## Collected data entries:
##########

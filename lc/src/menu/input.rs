//! Line sources for the menu

use std::collections::VecDeque;

use eyre::Result;
use rustyline::DefaultEditor;
use rustyline::error::ReadlineError;

/// Something the menu can read operator input from
pub trait LineInput {
    /// Show `prompt` and read one line; `None` means the input is exhausted
    fn read_line(&mut self, prompt: &str) -> Result<Option<String>>;
}

/// Terminal input with line editing and history
pub struct Editor {
    rl: DefaultEditor,
}

impl Editor {
    pub fn new() -> Result<Self> {
        let rl = DefaultEditor::new().map_err(|e| eyre::eyre!("Failed to initialize readline: {}", e))?;
        Ok(Self { rl })
    }
}

impl LineInput for Editor {
    fn read_line(&mut self, prompt: &str) -> Result<Option<String>> {
        loop {
            match self.rl.readline(prompt) {
                Ok(line) => {
                    if !line.trim().is_empty() {
                        let _ = self.rl.add_history_entry(line.as_str());
                    }
                    return Ok(Some(line));
                }
                Err(ReadlineError::Interrupted) => {
                    // Ctrl+C - ask again
                    println!("^C");
                }
                Err(ReadlineError::Eof) => {
                    println!();
                    return Ok(None);
                }
                Err(err) => return Err(eyre::eyre!("Readline error: {}", err)),
            }
        }
    }
}

/// Pre-recorded input, one entry per prompt
#[derive(Debug, Default)]
pub struct ScriptedInput {
    lines: VecDeque<String>,
}

impl ScriptedInput {
    pub fn new<I, S>(lines: I) -> Self
    where
        I: IntoIterator<Item = S>,
        S: Into<String>,
    {
        Self {
            lines: lines.into_iter().map(Into::into).collect(),
        }
    }

    /// Lines not consumed yet
    pub fn remaining(&self) -> usize {
        self.lines.len()
    }
}

impl LineInput for ScriptedInput {
    fn read_line(&mut self, _prompt: &str) -> Result<Option<String>> {
        Ok(self.lines.pop_front())
    }
}

#[cfg(test)]
mod tests {
    use super::*;

    #[test]
    fn test_scripted_input_drains_in_order() {
        let mut input = ScriptedInput::new(["1", "dune"]);
        assert_eq!(input.read_line("> ").unwrap().as_deref(), Some("1"));
        assert_eq!(input.remaining(), 1);
        assert_eq!(input.read_line("> ").unwrap().as_deref(), Some("dune"));
        assert_eq!(input.read_line("> ").unwrap(), None);
    }
}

##########

## Description of the task:
Retype the lines above without alteration. The first is the one containing "#[cfg(test)]", and the last is the final line of the data.

## Solution to this task:
#[cfg(test)]
mod tests {
    use super::*;

    #[test]
    fn test_scripted_input_drains_in_order() {
        let mut input = ScriptedInput::new(["1", "dune"]);
        assert_eq!(input.read_line("> ").unwrap().as_deref(), Some("1"));
        assert_eq!(input.remaining(), 1);
        assert_eq!(input.read_line("> ").unwrap().as_deref(), Some("dune"));
        assert_eq!(input.read_line("> ").unwrap(), None);
    }
}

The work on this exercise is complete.